## SUPPLIED INFORMATION

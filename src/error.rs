//! Error type shared by every module of the crate.

use std::path::PathBuf;

use thiserror::Error;

use crate::image::PixelFormat;
use crate::render::FrameChannel;

/// Errors raised while building template banks, transforming masks, or
/// loading configuration.
#[derive(Debug, Error)]
pub enum TrackError {
    /// The distance transform only accepts `u8` and `f32` sources.
    #[error("unsupported pixel format {0:?} for distance transform (use u8 or f32)")]
    UnsupportedPixelFormat(PixelFormat),

    /// An output buffer does not match the input image size.
    #[error("size mismatch: expected {expected_width}x{expected_height}, got {width}x{height}")]
    SizeMismatch {
        /// Expected width.
        expected_width: usize,
        /// Expected height.
        expected_height: usize,
        /// Actual width.
        width: usize,
        /// Actual height.
        height: usize,
    },

    /// A color literal is not of the form `#RRGGBB`.
    #[error("invalid color literal {0:?}: expected #RRGGBB")]
    InvalidColor(String),

    /// Rotation steps or counts that cannot tile the circle.
    #[error("invalid template layout: {0}")]
    InvalidLayout(String),

    /// A composite template index left its table. Only reachable if the
    /// sampling tables and the layout disagree.
    #[error("{what} index {index} out of range (len {len})")]
    IndexOutOfRange {
        /// Which table was addressed.
        what: &'static str,
        /// Offending index.
        index: usize,
        /// Table length.
        len: usize,
    },

    /// In-plane rotation outside `[0, 360)` or not finite.
    #[error("invalid in-plane rotation {0} degrees")]
    InvalidRotation(f32),

    /// The external template factory refused a request.
    #[error("template factory failed: {0}")]
    Factory(String),

    /// A render surface returned a buffer from the wrong channel.
    #[error("frame channel mismatch: expected {expected:?}, got {actual:?}")]
    ChannelMismatch {
        /// Requested channel.
        expected: FrameChannel,
        /// Channel actually delivered.
        actual: FrameChannel,
    },

    /// Configuration file could not be read.
    #[error("failed to read config {path}: {source}")]
    ConfigIo {
        /// File that was requested.
        path: PathBuf,
        /// Underlying I/O error.
        #[source]
        source: std::io::Error,
    },

    /// Configuration file is not valid YAML for the expected keys.
    #[error("failed to parse config: {0}")]
    ConfigParse(#[from] serde_yaml::Error),
}

impl TrackError {
    /// Size mismatch between `expected` and `actual` `(width, height)` pairs.
    pub fn size_mismatch(expected: (usize, usize), actual: (usize, usize)) -> Self {
        Self::SizeMismatch {
            expected_width: expected.0,
            expected_height: expected.1,
            width: actual.0,
            height: actual.1,
        }
    }
}

/// Result alias used across the crate.
pub type Result<T> = std::result::Result<T, TrackError>;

## ABOUT THIS TASK
Only the lines containing the word "usize" should be returned from the data above.

## OUTPUT FOR THIS TASK
        expected_width: usize,
        expected_height: usize,
        width: usize,
        height: usize,
        index: usize,
        len: usize,
    pub fn size_mismatch(expected: (usize, usize), actual: (usize, usize)) -> Self {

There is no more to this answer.